*Exercise directions:* Only one stretch of the listing below is wanted. Give it again exactly, from the line with "names.sort();" through the line with "let before = record.fields.len();".

*** Data records ***

//! Field filtering against per-key allow-lists.
//!
//! A key's effective allow-list is the union of:
//! - the static list from [`RelayConfig`](crate::config::RelayConfig), and
//! - the client-set override persisted as [`ClientAllowedColumns`].
//!
//! If neither is present the batch passes through untouched. Matching is
//! case-insensitive. The lookup set is built once per [`FieldFilter::filter`]
//! call, so filtering is linear in the total number of fields.

use std::collections::{HashMap, HashSet};

use chrono::Utc;
use tracing::{debug, instrument};

use crate::persistence::{ClientAllowedColumns, StateStore, StoreError, check_table_key};
use crate::types::{ChangeRecord, TableKey};

/// Result type for filter operations.
pub type Result<T> = std::result::Result<T, StoreError>;

/// A case-insensitive set of permitted field names.
#[derive(Debug, Clone, Default, PartialEq, Eq)]
pub struct AllowList {
    folded: HashSet<String>,
}

impl AllowList {
    /// Builds an allow-list from individual names. Blank names are ignored.
    pub fn from_names<I, S>(names: I) -> Self
    where
        I: IntoIterator<Item = S>,
        S: AsRef<str>,
    {
        let folded = names
            .into_iter()
            .filter_map(|name| {
                let name = name.as_ref().trim();
                (!name.is_empty()).then(|| name.to_lowercase())
            })
            .collect();
        AllowList { folded }
    }

    /// Parses a comma-separated list such as `"Id, Name"`.
    pub fn parse(csv: &str) -> Self {
        Self::from_names(split_columns(csv))
    }

    /// Adds every name of `other` to this list.
    pub fn extend(&mut self, other: &AllowList) {
        self.folded.extend(other.folded.iter().cloned());
    }

    pub fn contains(&self, field: &str) -> bool {
        if self.folded.contains(field) {
            return true;
        }
        self.folded.contains(&field.to_lowercase())
    }

    pub fn len(&self) -> usize {
        self.folded.len()
    }

    pub fn is_empty(&self) -> bool {
        self.folded.is_empty()
    }

    /// Returns the (lower-cased) names, sorted.
    pub fn names(&self) -> Vec<String> {
        let mut names: Vec<_> = self.folded.iter().cloned().collect();
        names.sort();
        names
    }

    /// Removes every disallowed field from every record, in place.
    ///
    /// Field order of retained fields is preserved. Returns the number of
    /// fields removed.
    pub fn apply(&self, batch: &mut [ChangeRecord]) -> usize {
        let mut removed = 0;
        for record in batch.iter_mut() {
            let before = record.fields.len();
            record.fields.retain(|name, _| self.contains(name));
            removed += before - record.fields.len();
        }
        removed
    }
}

/// Splits a comma-separated column list, trimming names and dropping blanks.
pub fn split_columns(csv: &str) -> Vec<String> {
    csv.split(',')
        .map(str::trim)
        .filter(|name| !name.is_empty())
        .map(str::to_string)
        .collect()
}

/// Resolves allow-lists and filters batches.
#[derive(Debug, Clone)]
pub struct FieldFilter {
    static_lists: HashMap<TableKey, AllowList>,
    store: StateStore,
}

impl FieldFilter {
    /// Creates a filter from the static per-key lists and the state store.
    pub fn new(static_allowed_columns: &HashMap<TableKey, String>, store: StateStore) -> Self {
        let static_lists = static_allowed_columns
            .iter()
            .map(|(key, csv)| (key.clone(), AllowList::parse(csv)))
            .collect();
        FieldFilter {
            static_lists,
            store,
        }
    }

    /// Returns the effective allow-list for `key`, or `None` if no list applies.
    ///
    /// A present-but-empty static list still counts as a list: every field is
    /// then removed.
    pub fn resolve(&self, key: &TableKey) -> Result<Option<AllowList>> {
        let client = self.store.get::<ClientAllowedColumns>(key.as_str())?;
        let configured = self.static_lists.get(key);

        Ok(match (configured, client) {
            (None, None) => None,
            (Some(configured), None) => Some(configured.clone()),
            (None, Some(client)) => Some(AllowList::from_names(&client.columns)),
            (Some(configured), Some(client)) => {
                let mut merged = configured.clone();
                merged.extend(&AllowList::from_names(&client.columns));
                Some(merged)
            }
        })
    }

    /// Filters `batch` for `key` in place.
    ///
    /// Re-filtering an already filtered batch with the same allow-list is a
    /// no-op.
    #[instrument(skip(self, batch), fields(key = %key, records = batch.len()))]
    pub fn filter(&self, key: &TableKey, batch: &mut [ChangeRecord]) -> Result<()> {
        let Some(allow) = self.resolve(key)? else {
            debug!("No allow-list configured, passing batch through");
            return Ok(());
        };

        let removed = allow.apply(batch);
        debug!(removed, allowed = allow.len(), "Filtered batch");
        Ok(())
    }

    /// Replaces the client-set allow-list for `key`.
    ///
    /// A blank list clears the override.
    #[instrument(skip(self))]
    pub fn set_allowed_columns(&self, key: &TableKey, csv: &str) -> Result<()> {
        check_table_key(key.as_str())?;
        let columns = split_columns(csv);
        if columns.is_empty() {
            self.store.delete::<ClientAllowedColumns>(key.as_str())?;
            return Ok(());
        }

        self.store.put(
            key.as_str(),
            &ClientAllowedColumns {
                columns,
                updated_at: Utc::now(),
            },
        )
    }

    /// Returns the client-set allow-list for `key` as a comma-separated string.
    pub fn get_allowed_columns(&self, key: &TableKey) -> Result<Option<String>> {
        Ok(self
            .store
            .get::<ClientAllowedColumns>(key.as_str())?
            .map(|record| record.columns.join(",")))
    }
}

*** End of Data records ***

*Written solution:*
        names.sort();
        names
    }

    /// Removes every disallowed field from every record, in place.
    ///
    /// Field order of retained fields is preserved. Returns the number of
    /// fields removed.
    pub fn apply(&self, batch: &mut [ChangeRecord]) -> usize {
        let mut removed = 0;
        for record in batch.iter_mut() {
            let before = record.fields.len();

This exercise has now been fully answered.